Agradeço demais aos amigos da Revista, AMEI a publicação e as boas companhias!!! Parabéns a todos e minha gratidão, mais uma vez.


Tento reproduzir meu trabalho aqui, espero que dê certo, que saiam todos os contos e poemas (sou jurássica em tecnologias, já sabem, rs), mas se não der, vão direto ao site e aproveitem tudo.




Tânia Diniz



Uns contos e a poesia de Tânia Diniz


Requinte
Sentia-se inspirado esta noite. Aprontou-se com apuro. O espelho devolveu-lhe a imagem perfeita em black-tie. Com um sorriso sensual, passou a mão pelos cabelos e, cantarolando, desceu as escadarias.

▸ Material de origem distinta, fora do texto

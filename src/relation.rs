//! Relation trees.
//!
//! This module defines the relational algebra: base tables, aliases,
//! selections and joins. A `Relation` is a cheap handle to an immutable node.
//! Composition operators never modify their receiver; they return a new node
//! wrapping it, so earlier handles keep denoting the same sub-tree.
//!
//! Every node gets a unique [`NodeId`] when it is built. Identity, not
//! structure, decides whether two occurrences of a table are "the same": two
//! separately built `users` tables are different relations, and so are a
//! table and its alias.

use std::sync::atomic::{AtomicU64, Ordering};
use std::sync::Arc;

use crate::error::Error;
use crate::expr::{Attribute, Expression};
use crate::sql::{Query, Style};

/// Identity of a relation node.
#[derive(Debug, Clone, Copy, PartialEq, Eq, Hash, PartialOrd, Ord)]
pub struct NodeId(u64);

/// Source of fresh node identities.
static NEXT_ID: AtomicU64 = AtomicU64::new(1);

impl NodeId {
    /// Returns an identity that has never been handed out before.
    pub(crate) fn next() -> NodeId {
        NodeId(NEXT_ID.fetch_add(1, Ordering::Relaxed))
    }
}

/// The flavour of a join.
#[derive(Debug, Clone, Copy, PartialEq, Eq)]
pub enum JoinKind {
    /// `INNER JOIN`.
    Inner,
    /// `LEFT OUTER JOIN`.
    LeftOuter,
}

/// The variants of a relation node.
#[derive(Debug)]
pub enum Kind {
    /// A named base table with its ordered column names.
    Table { name: String, columns: Vec<String> },
    /// A relabeling of another relation.
    Alias { inner: Relation },
    /// The rows of `inner` satisfying `predicate`.
    Selection {
        inner: Relation,
        predicate: Expression,
    },
    /// The rows of `left` combined with the rows of `right` on `predicate`.
    Join {
        kind: JoinKind,
        left: Relation,
        right: Relation,
        predicate: Expression,
    },
}

#[derive(Debug)]
struct Node {
    id: NodeId,
    kind: Kind,
}

/// A node of the relational algebra.
#[derive(Debug, Clone)]
pub struct Relation(Arc<Node>);

/// A join waiting for its predicate.
///
/// Created by [`Relation::join`] and [`Relation::outer_join`].
#[derive(Debug)]
#[must_use = "a join has no effect until `on` is called"]
pub struct JoinBuilder {
    kind: JoinKind,
    left: Relation,
    right: Relation,
}

impl JoinBuilder {
    /// Completes the join with its predicate.
    pub fn on<T: Into<Expression>>(self, predicate: T) -> Relation {
        Relation::new(Kind::Join {
            kind: self.kind,
            left: self.left,
            right: self.right,
            predicate: predicate.into(),
        })
    }
}

impl Relation {
    fn new(kind: Kind) -> Relation {
        Relation(Arc::new(Node {
            id: NodeId::next(),
            kind,
        }))
    }

    /// Creates a base table with the given columns.
    ///
    /// Each call creates a new identity, even for the same name.
    pub fn table<S, I, C>(name: S, columns: I) -> Relation
    where
        S: Into<String>,
        I: IntoIterator<Item = C>,
        C: Into<String>,
    {
        Relation::new(Kind::Table {
            name: name.into(),
            columns: columns.into_iter().map(Into::into).collect(),
        })
    }

    /// Returns the identity of the node.
    pub fn id(&self) -> NodeId {
        self.0.id
    }

    /// Returns the variant of the node.
    pub fn kind(&self) -> &Kind {
        &self.0.kind
    }

    /// Checks if both handles denote the same node.
    pub fn same(&self, other: &Relation) -> bool {
        Arc::ptr_eq(&self.0, &other.0)
    }

    /// Returns an alias of this relation, so that it can appear in a query a
    /// second time under a different name.
    pub fn alias(&self) -> Relation {
        Relation::new(Kind::Alias {
            inner: self.clone(),
        })
    }

    /// Restricts this relation to the rows satisfying `predicate`.
    pub fn select<T: Into<Expression>>(&self, predicate: T) -> Relation {
        Relation::new(Kind::Selection {
            inner: self.clone(),
            predicate: predicate.into(),
        })
    }

    /// Starts an inner join of this relation with `other`.
    pub fn join(&self, other: &Relation) -> JoinBuilder {
        JoinBuilder {
            kind: JoinKind::Inner,
            left: self.clone(),
            right: other.clone(),
        }
    }

    /// Starts a left outer join of this relation with `other`.
    pub fn outer_join(&self, other: &Relation) -> JoinBuilder {
        JoinBuilder {
            kind: JoinKind::LeftOuter,
            left: self.clone(),
            right: other.clone(),
        }
    }

    /// Returns the name of the base table underneath aliases and selections.
    ///
    /// Fails for joins, which have no single base table.
    pub fn base_name(&self) -> Result<&str, Error> {
        match self.kind() {
            Kind::Table { name, .. } => Ok(name.as_str()),
            Kind::Alias { inner } | Kind::Selection { inner, .. } => {
                inner.base_name()
            }
            Kind::Join { .. } => {
                Err(Error::MalformedTree("a join has no base table"))
            }
        }
    }

    /// Returns the attributes this relation projects, in order.
    ///
    /// A join projects the attributes of its left side followed by those of
    /// its right side. An alias projects the attributes of its inner relation,
    /// bound to the alias.
    pub fn attributes(&self) -> Vec<Attribute> {
        match self.kind() {
            Kind::Table { columns, .. } => columns
                .iter()
                .map(|c| Attribute::new(self.id(), c.as_str()))
                .collect(),
            Kind::Alias { inner } => inner
                .attributes()
                .iter()
                .map(|a| a.rebind(self.id()))
                .collect(),
            Kind::Selection { inner, .. } => inner.attributes(),
            Kind::Join { left, right, .. } => {
                let mut attrs = left.attributes();
                attrs.extend(right.attributes());
                attrs
            }
        }
    }

    /// Looks up an attribute by column name.
    ///
    /// The attribute belongs to the table or alias that owns the column,
    /// found by looking through selections and preferring the left side of
    /// joins.
    pub fn attribute(&self, name: &str) -> Result<Attribute, Error> {
        self.lookup(name)
            .ok_or_else(|| Error::UnknownAttribute(name.to_string()))
    }

    /// Helper function for `attribute`.
    fn lookup(&self, name: &str) -> Option<Attribute> {
        match self.kind() {
            Kind::Table { .. } | Kind::Alias { .. } => {
                if self.has_column(name) {
                    Some(Attribute::new(self.id(), name))
                } else {
                    None
                }
            }
            Kind::Selection { inner, .. } => inner.lookup(name),
            Kind::Join { left, right, .. } => {
                left.lookup(name).or_else(|| right.lookup(name))
            }
        }
    }

    /// Checks if any table reachable from this relation has the column.
    fn has_column(&self, name: &str) -> bool {
        match self.kind() {
            Kind::Table { columns, .. } => columns.iter().any(|c| c == name),
            Kind::Alias { inner } | Kind::Selection { inner, .. } => {
                inner.has_column(name)
            }
            Kind::Join { left, right, .. } => {
                left.has_column(name) || right.has_column(name)
            }
        }
    }

    /// Resolves an attribute of a component relation against this relation.
    ///
    /// Returns the attribute bound to the table or alias in this tree that
    /// carries the attribute owner's identity, searching left first. If the
    /// owner only occurs inside an alias, the attribute is bound to that
    /// alias. Returns `None` if the owner does not occur in the tree.
    pub fn resolve(&self, attr: &Attribute) -> Option<Attribute> {
        let owner = attr.owner();
        self.find_exact(owner)
            .or_else(|| self.find_enclosing(owner))
            .filter(|occurrence| occurrence.has_column(attr.name()))
            .map(|occurrence| attr.rebind(occurrence.id()))
    }

    /// Finds the table or alias with the given identity, skipping over the
    /// insides of aliases.
    fn find_exact(&self, id: NodeId) -> Option<&Relation> {
        match self.kind() {
            Kind::Table { .. } | Kind::Alias { .. } => {
                if self.id() == id {
                    Some(self)
                } else {
                    None
                }
            }
            Kind::Selection { inner, .. } => inner.find_exact(id),
            Kind::Join { left, right, .. } => {
                left.find_exact(id).or_else(|| right.find_exact(id))
            }
        }
    }

    /// Finds the first alias whose inner relation contains the identity.
    fn find_enclosing(&self, id: NodeId) -> Option<&Relation> {
        match self.kind() {
            Kind::Table { .. } => None,
            Kind::Alias { inner } => {
                if inner.contains(id) {
                    Some(self)
                } else {
                    None
                }
            }
            Kind::Selection { inner, .. } => inner.find_enclosing(id),
            Kind::Join { left, right, .. } => left
                .find_enclosing(id)
                .or_else(|| right.find_enclosing(id)),
        }
    }

    /// Checks if a node with the given identity occurs in this tree.
    pub fn contains(&self, id: NodeId) -> bool {
        self.id() == id
            || match self.kind() {
                Kind::Table { .. } => false,
                Kind::Alias { inner } | Kind::Selection { inner, .. } => {
                    inner.contains(id)
                }
                Kind::Join { left, right, .. } => {
                    left.contains(id) || right.contains(id)
                }
            }
    }

    /// Compiles the relation to a SQL statement using the default style.
    pub fn to_sql(&self) -> Result<String, Error> {
        self.to_sql_with(&Style::default())
    }

    /// Compiles the relation to a SQL statement using the given style.
    pub fn to_sql_with(&self, style: &Style) -> Result<String, Error> {
        Ok(Query::compile(self)?.render(style))
    }
}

O imenso salão do castelo estava primorosamente arranjado, com flores e velas entre fugazes cortinas e espessos tapetes. A grande mesa ao centro, bem preparada.
Deixou a rubra taça sobre o aparador. Um gole lhe bastava.

Sentou-se no único lugar, a ele destinado, bem em frente à imensa salva de prata ao centro da mesa. E, ajeitando o guardanapo de linho branco, com elegante gesto, destampou-a.

Delicioso aroma flamejou-lhe as narinas. Maravilhou-se com o refinamento do cardápio. Entre perfeitas cerejas, cachos de uva, alguns dourados pêssegos afundados em ninhos de fios de ovos e salpicados fígados de pombos, estava a mais delicada iguaria que já lhe fora servida: esplêndida mulher jazia em repouso, apenas coberta a pele de marfim por seus cabelos de ébano.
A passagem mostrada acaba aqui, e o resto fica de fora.